#### [DATASET ENTRIES]

________________________

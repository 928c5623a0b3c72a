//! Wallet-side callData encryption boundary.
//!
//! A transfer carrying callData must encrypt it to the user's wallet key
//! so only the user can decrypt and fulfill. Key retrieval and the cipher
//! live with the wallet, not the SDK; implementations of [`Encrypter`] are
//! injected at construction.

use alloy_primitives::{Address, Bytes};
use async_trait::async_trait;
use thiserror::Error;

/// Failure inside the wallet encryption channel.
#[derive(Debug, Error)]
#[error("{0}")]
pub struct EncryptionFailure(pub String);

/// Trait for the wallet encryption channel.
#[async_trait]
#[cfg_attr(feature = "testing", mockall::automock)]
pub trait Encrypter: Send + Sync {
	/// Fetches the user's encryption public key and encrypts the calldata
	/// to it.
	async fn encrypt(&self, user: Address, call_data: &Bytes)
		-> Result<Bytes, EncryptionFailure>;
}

________________________

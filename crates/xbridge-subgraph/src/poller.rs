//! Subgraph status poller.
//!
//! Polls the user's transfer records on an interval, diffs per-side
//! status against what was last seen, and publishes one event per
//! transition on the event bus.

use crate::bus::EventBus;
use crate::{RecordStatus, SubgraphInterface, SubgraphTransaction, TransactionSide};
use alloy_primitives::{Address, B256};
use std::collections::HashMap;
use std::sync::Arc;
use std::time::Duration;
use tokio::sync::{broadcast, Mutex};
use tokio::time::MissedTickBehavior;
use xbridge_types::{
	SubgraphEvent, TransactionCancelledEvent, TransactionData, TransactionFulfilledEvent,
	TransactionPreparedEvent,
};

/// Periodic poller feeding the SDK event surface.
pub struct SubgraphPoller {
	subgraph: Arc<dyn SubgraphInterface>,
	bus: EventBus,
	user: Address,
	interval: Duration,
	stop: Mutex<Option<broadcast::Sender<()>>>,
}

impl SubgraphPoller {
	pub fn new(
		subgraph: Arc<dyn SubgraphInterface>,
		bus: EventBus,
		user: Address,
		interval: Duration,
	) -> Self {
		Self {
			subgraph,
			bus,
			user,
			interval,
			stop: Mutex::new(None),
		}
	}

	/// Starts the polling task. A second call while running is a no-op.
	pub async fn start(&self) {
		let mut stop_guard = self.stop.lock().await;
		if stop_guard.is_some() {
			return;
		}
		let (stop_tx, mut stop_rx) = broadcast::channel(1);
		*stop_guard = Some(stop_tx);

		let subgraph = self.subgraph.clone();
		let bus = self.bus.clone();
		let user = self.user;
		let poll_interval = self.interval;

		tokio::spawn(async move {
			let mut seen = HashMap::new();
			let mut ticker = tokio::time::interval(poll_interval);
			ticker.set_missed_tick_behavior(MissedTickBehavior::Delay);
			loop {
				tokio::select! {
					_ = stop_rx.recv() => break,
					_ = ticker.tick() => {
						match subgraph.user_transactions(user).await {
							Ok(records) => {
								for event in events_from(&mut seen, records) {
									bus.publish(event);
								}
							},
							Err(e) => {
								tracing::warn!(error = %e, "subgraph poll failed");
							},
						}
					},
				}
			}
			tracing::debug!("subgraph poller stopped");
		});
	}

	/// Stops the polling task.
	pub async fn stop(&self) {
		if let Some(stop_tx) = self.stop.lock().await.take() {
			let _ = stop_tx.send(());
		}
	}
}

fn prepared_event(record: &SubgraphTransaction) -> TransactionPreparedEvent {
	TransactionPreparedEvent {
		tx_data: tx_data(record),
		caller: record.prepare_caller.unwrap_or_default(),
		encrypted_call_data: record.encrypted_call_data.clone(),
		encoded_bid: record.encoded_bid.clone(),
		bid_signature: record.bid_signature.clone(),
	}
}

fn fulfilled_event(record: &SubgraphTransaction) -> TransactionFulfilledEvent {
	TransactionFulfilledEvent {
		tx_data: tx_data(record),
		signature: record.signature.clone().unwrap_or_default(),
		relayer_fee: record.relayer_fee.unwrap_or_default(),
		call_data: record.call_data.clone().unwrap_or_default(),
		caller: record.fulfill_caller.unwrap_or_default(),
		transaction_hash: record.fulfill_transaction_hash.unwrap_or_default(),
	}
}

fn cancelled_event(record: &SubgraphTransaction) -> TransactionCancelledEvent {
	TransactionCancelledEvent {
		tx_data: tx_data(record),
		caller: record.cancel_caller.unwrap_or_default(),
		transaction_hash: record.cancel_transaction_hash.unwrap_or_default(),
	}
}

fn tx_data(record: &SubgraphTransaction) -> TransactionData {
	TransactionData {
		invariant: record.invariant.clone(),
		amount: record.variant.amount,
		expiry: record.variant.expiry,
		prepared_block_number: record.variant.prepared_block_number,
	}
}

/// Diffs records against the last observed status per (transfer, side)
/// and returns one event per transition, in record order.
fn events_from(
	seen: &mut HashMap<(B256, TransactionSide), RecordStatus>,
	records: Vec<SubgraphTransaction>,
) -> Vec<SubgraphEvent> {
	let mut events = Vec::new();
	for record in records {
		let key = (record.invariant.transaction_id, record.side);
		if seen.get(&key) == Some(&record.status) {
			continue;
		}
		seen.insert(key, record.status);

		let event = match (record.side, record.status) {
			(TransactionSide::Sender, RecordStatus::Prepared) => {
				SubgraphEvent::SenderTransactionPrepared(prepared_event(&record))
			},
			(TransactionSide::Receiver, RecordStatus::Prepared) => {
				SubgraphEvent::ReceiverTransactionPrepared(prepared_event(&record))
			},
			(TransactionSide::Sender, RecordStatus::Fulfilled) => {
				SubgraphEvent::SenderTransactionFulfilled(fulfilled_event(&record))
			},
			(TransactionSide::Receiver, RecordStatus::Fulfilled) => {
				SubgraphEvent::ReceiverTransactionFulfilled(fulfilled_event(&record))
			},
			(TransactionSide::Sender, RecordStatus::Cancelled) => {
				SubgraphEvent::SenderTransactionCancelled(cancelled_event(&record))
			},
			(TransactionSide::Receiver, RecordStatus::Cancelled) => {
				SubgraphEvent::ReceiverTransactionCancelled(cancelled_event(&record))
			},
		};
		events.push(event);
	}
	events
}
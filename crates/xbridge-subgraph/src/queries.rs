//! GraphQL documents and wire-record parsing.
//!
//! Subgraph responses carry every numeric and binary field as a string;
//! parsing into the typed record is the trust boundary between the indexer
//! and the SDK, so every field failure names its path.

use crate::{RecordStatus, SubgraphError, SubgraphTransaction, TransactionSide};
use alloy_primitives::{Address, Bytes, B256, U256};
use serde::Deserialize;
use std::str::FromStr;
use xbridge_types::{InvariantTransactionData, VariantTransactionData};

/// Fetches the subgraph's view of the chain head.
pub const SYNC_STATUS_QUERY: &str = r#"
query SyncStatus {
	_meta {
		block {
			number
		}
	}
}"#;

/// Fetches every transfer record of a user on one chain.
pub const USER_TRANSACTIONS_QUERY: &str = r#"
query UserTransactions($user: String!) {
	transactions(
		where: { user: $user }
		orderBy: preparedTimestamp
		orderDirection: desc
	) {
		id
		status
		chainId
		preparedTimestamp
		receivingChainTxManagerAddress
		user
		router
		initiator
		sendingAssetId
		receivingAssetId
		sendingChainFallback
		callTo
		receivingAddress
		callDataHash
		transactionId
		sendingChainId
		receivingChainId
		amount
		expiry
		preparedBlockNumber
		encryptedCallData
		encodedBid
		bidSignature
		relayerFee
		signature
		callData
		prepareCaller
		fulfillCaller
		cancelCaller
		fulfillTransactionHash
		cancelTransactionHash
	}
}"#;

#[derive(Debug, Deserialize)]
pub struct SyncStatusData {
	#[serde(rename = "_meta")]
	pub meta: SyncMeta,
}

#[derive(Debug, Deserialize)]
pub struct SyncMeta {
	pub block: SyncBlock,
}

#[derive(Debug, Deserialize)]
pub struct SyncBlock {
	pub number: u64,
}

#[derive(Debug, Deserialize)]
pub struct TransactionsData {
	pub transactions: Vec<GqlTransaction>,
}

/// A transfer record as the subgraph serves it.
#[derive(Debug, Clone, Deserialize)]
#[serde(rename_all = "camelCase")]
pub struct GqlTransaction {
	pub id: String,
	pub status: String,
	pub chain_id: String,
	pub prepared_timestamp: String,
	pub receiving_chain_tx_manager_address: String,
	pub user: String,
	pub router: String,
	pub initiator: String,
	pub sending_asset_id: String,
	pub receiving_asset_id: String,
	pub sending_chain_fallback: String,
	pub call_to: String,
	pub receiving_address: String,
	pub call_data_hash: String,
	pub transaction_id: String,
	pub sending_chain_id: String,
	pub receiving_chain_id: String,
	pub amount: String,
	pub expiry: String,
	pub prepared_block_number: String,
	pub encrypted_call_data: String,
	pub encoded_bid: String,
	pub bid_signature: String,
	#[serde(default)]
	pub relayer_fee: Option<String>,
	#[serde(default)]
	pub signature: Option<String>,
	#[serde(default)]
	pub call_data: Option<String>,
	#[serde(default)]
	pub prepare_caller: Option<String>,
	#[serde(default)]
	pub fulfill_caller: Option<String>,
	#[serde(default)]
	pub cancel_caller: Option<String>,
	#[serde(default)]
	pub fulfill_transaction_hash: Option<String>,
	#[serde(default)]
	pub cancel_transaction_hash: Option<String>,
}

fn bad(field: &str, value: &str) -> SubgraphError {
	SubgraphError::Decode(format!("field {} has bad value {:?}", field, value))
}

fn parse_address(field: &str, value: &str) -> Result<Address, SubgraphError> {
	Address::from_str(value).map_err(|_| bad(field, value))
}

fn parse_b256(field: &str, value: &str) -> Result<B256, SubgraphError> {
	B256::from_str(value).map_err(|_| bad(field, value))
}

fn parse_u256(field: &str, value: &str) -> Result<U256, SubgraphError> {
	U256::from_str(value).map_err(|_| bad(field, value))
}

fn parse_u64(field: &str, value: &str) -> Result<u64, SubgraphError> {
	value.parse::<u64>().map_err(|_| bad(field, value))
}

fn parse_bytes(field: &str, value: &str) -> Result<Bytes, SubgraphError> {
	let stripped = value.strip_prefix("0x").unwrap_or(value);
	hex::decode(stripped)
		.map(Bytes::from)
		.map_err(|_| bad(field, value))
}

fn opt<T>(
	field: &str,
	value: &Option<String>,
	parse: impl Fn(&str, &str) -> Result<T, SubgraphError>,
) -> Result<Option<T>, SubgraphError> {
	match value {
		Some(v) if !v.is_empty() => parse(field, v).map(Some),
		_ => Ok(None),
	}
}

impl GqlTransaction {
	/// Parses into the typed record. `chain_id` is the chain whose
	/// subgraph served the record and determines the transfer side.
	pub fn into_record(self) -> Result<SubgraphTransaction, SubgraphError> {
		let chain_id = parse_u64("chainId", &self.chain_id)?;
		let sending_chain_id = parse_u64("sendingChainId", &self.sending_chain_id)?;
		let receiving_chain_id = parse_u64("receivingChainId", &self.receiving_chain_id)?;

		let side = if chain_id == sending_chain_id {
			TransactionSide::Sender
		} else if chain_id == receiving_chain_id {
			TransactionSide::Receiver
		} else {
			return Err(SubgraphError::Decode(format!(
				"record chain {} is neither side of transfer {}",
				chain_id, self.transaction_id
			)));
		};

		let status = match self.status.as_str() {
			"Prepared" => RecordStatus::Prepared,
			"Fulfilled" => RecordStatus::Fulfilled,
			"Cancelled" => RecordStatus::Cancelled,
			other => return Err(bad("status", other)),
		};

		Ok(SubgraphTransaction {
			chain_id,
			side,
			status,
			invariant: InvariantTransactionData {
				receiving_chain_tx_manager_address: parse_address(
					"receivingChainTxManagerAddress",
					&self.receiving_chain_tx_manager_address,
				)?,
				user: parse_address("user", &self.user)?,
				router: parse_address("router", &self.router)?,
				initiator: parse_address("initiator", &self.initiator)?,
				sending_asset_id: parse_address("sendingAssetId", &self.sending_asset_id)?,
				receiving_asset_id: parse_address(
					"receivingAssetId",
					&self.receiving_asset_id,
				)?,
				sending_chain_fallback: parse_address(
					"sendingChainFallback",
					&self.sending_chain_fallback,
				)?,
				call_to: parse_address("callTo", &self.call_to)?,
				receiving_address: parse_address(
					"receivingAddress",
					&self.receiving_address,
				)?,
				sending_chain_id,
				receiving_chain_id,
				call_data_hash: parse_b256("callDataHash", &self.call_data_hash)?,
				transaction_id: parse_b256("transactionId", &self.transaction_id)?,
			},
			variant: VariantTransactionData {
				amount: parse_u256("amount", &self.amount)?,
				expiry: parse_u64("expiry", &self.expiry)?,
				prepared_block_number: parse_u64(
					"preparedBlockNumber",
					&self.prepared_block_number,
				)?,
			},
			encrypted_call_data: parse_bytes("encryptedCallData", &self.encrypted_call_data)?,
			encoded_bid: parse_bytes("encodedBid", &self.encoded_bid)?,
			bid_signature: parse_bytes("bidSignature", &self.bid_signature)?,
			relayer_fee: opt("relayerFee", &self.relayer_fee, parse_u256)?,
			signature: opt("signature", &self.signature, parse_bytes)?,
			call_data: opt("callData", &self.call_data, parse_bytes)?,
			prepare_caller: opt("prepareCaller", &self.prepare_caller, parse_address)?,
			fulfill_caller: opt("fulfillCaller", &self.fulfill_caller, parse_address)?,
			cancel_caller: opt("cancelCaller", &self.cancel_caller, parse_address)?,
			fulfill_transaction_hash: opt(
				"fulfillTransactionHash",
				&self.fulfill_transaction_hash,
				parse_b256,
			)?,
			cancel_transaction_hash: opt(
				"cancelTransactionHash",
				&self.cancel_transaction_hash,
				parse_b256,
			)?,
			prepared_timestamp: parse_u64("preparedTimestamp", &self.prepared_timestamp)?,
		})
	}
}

________________________

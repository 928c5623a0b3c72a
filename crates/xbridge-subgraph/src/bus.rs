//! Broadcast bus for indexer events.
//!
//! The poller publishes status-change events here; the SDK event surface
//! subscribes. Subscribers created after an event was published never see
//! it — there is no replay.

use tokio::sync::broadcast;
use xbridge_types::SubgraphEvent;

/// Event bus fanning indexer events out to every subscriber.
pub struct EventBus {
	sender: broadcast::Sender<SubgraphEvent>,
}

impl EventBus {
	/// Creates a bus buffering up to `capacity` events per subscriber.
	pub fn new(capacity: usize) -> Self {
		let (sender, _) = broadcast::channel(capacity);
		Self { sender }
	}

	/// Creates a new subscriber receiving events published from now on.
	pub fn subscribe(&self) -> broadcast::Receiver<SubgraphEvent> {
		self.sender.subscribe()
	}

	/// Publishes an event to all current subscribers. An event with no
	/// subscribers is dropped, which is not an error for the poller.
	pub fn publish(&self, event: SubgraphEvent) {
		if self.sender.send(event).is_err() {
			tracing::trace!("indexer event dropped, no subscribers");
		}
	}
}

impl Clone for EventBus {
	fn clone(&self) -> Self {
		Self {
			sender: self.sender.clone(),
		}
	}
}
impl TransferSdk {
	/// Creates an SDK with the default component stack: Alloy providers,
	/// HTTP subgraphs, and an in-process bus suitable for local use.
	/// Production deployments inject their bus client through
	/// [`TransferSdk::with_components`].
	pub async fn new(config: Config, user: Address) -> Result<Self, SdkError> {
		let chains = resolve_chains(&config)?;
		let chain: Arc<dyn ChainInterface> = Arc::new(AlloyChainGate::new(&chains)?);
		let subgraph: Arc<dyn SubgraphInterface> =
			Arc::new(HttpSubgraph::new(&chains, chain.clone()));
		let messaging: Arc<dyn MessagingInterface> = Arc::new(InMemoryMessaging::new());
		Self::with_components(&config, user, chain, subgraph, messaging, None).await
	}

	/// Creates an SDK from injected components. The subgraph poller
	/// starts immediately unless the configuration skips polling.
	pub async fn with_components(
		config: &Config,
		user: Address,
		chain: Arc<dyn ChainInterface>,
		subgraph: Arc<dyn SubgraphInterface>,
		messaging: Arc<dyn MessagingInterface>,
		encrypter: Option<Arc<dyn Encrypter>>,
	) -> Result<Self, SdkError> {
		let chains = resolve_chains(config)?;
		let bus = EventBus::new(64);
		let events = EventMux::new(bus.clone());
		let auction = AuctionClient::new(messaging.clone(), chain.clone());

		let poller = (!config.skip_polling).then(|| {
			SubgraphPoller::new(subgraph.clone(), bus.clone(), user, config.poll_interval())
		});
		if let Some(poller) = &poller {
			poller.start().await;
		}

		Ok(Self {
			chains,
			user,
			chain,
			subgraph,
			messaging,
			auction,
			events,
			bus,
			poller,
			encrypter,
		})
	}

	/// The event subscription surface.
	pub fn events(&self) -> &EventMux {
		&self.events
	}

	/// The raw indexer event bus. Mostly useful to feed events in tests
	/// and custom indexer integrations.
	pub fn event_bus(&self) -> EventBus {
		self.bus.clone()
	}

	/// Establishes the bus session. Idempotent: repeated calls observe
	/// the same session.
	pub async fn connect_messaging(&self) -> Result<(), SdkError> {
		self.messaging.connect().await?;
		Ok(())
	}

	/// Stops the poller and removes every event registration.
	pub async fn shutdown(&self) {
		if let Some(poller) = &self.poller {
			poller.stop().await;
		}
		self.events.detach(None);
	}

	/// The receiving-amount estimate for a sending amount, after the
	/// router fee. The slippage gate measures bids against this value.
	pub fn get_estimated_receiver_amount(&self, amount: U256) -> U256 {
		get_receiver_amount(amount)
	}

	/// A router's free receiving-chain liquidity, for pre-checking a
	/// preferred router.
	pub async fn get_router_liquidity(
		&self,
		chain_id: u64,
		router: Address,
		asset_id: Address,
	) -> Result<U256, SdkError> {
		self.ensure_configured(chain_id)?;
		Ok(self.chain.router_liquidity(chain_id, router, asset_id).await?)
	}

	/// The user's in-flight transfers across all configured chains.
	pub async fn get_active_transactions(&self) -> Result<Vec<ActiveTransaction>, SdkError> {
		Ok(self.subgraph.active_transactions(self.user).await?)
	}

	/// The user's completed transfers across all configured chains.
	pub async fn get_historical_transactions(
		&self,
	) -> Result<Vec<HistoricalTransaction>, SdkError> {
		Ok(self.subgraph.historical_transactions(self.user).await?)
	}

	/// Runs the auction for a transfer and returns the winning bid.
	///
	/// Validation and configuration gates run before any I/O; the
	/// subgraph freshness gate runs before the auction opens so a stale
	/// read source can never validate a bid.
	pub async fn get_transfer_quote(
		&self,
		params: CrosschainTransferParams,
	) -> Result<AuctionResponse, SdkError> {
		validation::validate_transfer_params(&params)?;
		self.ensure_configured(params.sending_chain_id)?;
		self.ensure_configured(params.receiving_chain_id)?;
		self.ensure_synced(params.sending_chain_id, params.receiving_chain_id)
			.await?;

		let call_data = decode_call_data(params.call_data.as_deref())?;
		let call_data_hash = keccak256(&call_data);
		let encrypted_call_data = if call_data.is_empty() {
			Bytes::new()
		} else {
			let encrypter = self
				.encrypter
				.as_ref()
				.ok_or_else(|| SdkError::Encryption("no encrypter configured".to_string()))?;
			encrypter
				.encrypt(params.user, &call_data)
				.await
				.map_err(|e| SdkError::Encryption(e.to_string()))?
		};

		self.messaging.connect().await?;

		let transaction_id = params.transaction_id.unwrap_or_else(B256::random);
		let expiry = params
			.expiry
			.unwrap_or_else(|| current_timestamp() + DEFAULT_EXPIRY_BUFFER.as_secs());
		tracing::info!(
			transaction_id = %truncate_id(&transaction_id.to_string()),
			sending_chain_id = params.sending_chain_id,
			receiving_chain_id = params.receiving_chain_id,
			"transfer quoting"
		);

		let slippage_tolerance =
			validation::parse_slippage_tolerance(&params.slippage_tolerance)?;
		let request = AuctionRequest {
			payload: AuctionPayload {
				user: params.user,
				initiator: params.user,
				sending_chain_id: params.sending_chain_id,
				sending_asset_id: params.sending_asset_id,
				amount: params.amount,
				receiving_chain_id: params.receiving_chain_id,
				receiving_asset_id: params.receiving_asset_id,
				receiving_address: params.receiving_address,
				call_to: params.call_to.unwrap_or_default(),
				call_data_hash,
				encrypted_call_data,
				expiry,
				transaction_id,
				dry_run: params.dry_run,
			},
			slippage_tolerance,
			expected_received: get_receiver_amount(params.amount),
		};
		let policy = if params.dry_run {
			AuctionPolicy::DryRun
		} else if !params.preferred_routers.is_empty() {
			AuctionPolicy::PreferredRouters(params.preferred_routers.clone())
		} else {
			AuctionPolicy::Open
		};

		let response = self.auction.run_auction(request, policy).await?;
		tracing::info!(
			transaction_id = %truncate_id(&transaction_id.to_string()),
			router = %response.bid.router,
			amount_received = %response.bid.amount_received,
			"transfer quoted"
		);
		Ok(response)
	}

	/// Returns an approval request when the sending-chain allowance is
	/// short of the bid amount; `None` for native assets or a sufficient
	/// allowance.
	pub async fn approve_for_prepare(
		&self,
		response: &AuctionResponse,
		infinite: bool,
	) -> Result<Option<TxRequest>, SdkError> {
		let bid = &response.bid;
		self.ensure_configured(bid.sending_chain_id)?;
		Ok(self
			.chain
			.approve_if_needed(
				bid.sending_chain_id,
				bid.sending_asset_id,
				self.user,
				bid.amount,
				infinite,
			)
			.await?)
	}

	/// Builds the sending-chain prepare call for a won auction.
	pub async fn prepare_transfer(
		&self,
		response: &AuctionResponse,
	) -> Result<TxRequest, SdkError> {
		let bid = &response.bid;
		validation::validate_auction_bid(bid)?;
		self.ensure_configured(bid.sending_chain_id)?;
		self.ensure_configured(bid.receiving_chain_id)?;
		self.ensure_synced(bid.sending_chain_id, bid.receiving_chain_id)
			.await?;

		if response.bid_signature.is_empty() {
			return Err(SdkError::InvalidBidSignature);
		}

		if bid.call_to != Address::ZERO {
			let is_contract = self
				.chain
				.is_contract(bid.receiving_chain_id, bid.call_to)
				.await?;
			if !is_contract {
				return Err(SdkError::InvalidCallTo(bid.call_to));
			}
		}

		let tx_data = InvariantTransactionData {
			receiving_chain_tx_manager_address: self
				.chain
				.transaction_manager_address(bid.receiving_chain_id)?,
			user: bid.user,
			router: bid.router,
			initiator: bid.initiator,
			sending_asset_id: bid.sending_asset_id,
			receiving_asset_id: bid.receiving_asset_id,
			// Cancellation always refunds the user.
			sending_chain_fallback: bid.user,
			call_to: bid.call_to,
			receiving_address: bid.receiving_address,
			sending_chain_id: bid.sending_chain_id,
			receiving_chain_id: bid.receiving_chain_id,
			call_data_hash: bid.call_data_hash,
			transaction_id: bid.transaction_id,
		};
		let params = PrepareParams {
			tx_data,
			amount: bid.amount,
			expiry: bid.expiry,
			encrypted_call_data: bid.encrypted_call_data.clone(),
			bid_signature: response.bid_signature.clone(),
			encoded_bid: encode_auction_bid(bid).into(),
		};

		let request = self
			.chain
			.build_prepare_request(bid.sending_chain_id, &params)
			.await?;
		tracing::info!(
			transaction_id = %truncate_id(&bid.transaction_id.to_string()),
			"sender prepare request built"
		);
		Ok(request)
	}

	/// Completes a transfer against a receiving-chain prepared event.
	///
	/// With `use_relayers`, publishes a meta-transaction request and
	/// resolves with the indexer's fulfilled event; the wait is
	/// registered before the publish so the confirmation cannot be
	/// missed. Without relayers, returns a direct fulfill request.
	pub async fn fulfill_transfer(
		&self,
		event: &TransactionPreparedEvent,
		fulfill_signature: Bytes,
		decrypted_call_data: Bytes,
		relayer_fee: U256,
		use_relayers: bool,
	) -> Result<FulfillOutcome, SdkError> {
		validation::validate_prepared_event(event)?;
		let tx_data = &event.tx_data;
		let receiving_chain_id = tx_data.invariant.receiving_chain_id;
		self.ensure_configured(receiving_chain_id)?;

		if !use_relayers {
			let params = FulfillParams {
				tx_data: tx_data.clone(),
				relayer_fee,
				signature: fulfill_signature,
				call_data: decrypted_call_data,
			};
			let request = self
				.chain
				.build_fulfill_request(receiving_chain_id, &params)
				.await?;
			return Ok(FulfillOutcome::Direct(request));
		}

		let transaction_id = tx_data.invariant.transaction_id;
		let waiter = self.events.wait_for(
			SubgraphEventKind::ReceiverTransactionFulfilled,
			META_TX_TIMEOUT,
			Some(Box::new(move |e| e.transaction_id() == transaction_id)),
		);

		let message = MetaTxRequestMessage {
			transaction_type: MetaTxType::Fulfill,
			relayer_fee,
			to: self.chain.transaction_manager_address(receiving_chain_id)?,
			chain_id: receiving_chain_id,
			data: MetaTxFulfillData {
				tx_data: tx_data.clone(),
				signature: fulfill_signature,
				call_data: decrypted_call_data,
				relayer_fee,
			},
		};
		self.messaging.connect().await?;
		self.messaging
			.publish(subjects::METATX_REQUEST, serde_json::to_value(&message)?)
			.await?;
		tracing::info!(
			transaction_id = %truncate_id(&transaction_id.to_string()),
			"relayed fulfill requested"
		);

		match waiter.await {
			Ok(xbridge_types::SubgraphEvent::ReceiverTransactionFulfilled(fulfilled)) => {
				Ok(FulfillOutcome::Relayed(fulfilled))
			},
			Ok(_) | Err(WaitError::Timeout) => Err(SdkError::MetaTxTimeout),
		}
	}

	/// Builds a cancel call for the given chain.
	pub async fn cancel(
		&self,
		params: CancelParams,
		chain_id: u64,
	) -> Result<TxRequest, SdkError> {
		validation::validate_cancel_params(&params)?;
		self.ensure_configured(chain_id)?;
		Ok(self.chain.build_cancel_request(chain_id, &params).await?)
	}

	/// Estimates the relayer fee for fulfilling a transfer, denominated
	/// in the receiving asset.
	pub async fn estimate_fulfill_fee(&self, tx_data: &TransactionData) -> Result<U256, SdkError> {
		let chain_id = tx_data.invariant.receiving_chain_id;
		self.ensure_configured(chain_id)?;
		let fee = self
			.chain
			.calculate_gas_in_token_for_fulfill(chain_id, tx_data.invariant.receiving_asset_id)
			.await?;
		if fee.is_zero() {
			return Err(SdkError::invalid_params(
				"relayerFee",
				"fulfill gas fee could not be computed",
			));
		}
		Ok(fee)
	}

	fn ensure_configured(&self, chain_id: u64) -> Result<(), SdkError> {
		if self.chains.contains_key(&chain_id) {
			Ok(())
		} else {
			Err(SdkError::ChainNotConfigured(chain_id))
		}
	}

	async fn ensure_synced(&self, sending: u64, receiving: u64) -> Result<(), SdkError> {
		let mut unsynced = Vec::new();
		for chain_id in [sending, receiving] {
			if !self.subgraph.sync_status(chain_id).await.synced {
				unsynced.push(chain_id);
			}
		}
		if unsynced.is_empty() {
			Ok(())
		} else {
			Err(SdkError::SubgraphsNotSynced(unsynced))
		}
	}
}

________________________

#### [TASK DESCRIPTION]
Quote the listing above, but only from the line that shows "interval, diffs per-side" through the line that shows "use std::sync::Arc;".

#### [RESULT BELOW]
//! Polls the user's transfer records on an interval, diffs per-side
//! status against what was last seen, and publishes one event per
//! transition on the event bus.

use crate::bus::EventBus;
use crate::{RecordStatus, SubgraphInterface, SubgraphTransaction, TransactionSide};
use alloy_primitives::{Address, B256};
use std::collections::HashMap;
use std::sync::Arc;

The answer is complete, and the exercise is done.